The wood of Canella is very heavy and exceedingly hard, strong, and close-grained, with numerous thin, inconspicuous medullary rays; it is dark red-brown, and the thick sapwood consists of 25 to 30 layers of annual growth, light brown or yellow in color. The specific gravity of the absolutely dry wood grown in Florida is 0.9893; a cubic foot of the dry wood weighs 61.65 lb.

Canella attains in Florida a height of 25 to 30 ft, with a straight trunk 8 to 10 in in diameter. On the mountains of Jamaica, it is said to grow sometimes to the height of 50 ft. The principal branches are slender, horizontal, and spreading, forming a compact round-headed top. The light gray bark of the trunk is 1/8 in thick, the surface is broken into many short thick scales rarely more than 2–3 in long, and about twice the thickness of the pale yellow, aromatic inner bark. The leaves are obovate, round or slightly emarginate at the apex, and contracted into a short, stout, grooved petiole; they are 3.5–5 in long, 1.5–2 in broad, bright deep green, and lustrous. The flowers open in the autumn, and the fruit ripens in March and April, when it is bright crimson, soft, and fleshy, and is eaten by many birds.

== Name ==
Canella, the diminutive of the Latin canna, a cane or reed, was first applied to the bark of the Old World tree cassia, Cinnamomum aromaticum, from the form of a roll or quill which it assumed in drying, and was later transferred to the West Indian tree. The genus Canella was erected in 1756 by Patrick Browne. The species epithet winterana is an artifact from a period when this plant was confused with Winter's bark, Drimys winteri, which is itself named for William Winter.

==Distribution==
Canella is widely distributed. Amongst the islands of the Caribbean, Canella is native to the Bahamas, Cayman Islands, Cuba, Hispaniola (Dominican Republic and Haiti), Jamaica, Leeward Islands, Puerto Rico, and the Windward Islands. It is also native to south-eastern Mexico and Venezuela.
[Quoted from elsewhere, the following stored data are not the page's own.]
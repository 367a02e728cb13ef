//! Model registry - the selectable set of fitted classifiers

use std::collections::BTreeMap;
use std::sync::Arc;

use crate::domain::crop::{CropClassifier, ModelKind};
use crate::domain::DomainError;

/// Mapping from model kind to fitted classifier
///
/// Populated once at startup and never mutated afterwards.
#[derive(Debug, Clone, Default)]
pub struct ModelRegistry {
    models: BTreeMap<ModelKind, Arc<dyn CropClassifier>>,
}

impl ModelRegistry {
    pub fn new() -> Self {
        Self::default()
    }

    /// Builder-style insert used while loading
    pub fn with_model(mut self, model: Arc<dyn CropClassifier>) -> Self {
        self.models.insert(model.kind(), model);
        self
    }

    pub fn get(&self, kind: ModelKind) -> Option<Arc<dyn CropClassifier>> {
        self.models.get(&kind).cloned()
    }

    /// Look up a kind that callers derived from `selectable()`
    pub fn require(&self, kind: ModelKind) -> Result<Arc<dyn CropClassifier>, DomainError> {
        self.get(kind).ok_or_else(|| {
            DomainError::invalid_field(
                "model",
                format!("Model '{}' is not loaded", kind.display_name()),
            )
        })
    }

    pub fn contains(&self, kind: ModelKind) -> bool {
        self.models.contains_key(&kind)
    }

    /// Kinds available for selection, in presentation order
    pub fn selectable(&self) -> Vec<ModelKind> {
        ModelKind::ALL
            .into_iter()
            .filter(|kind| self.contains(*kind))
            .collect()
    }

    pub fn len(&self) -> usize {
        self.models.len()
    }

    pub fn is_empty(&self) -> bool {
        self.models.is_empty()
    }
}

#[cfg(test)]
mod tests {
    use super::*;
    use crate::domain::crop::mock::MockClassifier;

    #[test]
    fn test_selectable_only_contains_loaded_kinds() {
        let registry = ModelRegistry::new()
            .with_model(Arc::new(MockClassifier::new(ModelKind::NaiveBayes, "rice")))
            .with_model(Arc::new(MockClassifier::new(ModelKind::RandomForest, "rice")));

        assert_eq!(
            registry.selectable(),
            vec![ModelKind::RandomForest, ModelKind::NaiveBayes]
        );
        assert!(!registry.contains(ModelKind::Mlp));
        assert!(registry.require(ModelKind::DecisionTree).is_err());
    }

    #[test]
    fn test_empty_registry() {
        let registry = ModelRegistry::new();
        assert!(registry.is_empty());
        assert!(registry.selectable().is_empty());
    }
}
use clap::Parser;
use cropify::cli::{self, Cli, Command};

#[tokio::main]
async fn main() -> anyhow::Result<()> {
    let cli = Cli::parse();

    match cli.command {
        Command::Serve => cli::serve::run().await,
        Command::Train(args) => cli::train::run(args).await,
    }
}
In Florida, it is found in the Florida Keys where it is not uncommon. It is here where it was first discovered by J. L. Blodgett. It generally grows under the shade of larger trees in dense forests composed of Sideroxylon, Lysiloma, Swietenia, Bursera, Hypelate, Dipholis, and Nectandra.

Canella was one of the first American trees to attract the attention of Europeans, and it is mentioned in the accounts of many of the early voyages to America:

We found there a tree whose leaf had the finest smell of cloves that I have ever met with; it was like a laurel leaf, but not so large: but I think it was a species of laurel.
— Diego Álvarez Chanca, January 1494

The white bark, the brilliant deep green foliage, and crimson fruit make the Canella one of the most ornamental of the smaller south Florida trees. It was introduced into England in 1738, and was first cultivated in Europe by Philip Miller.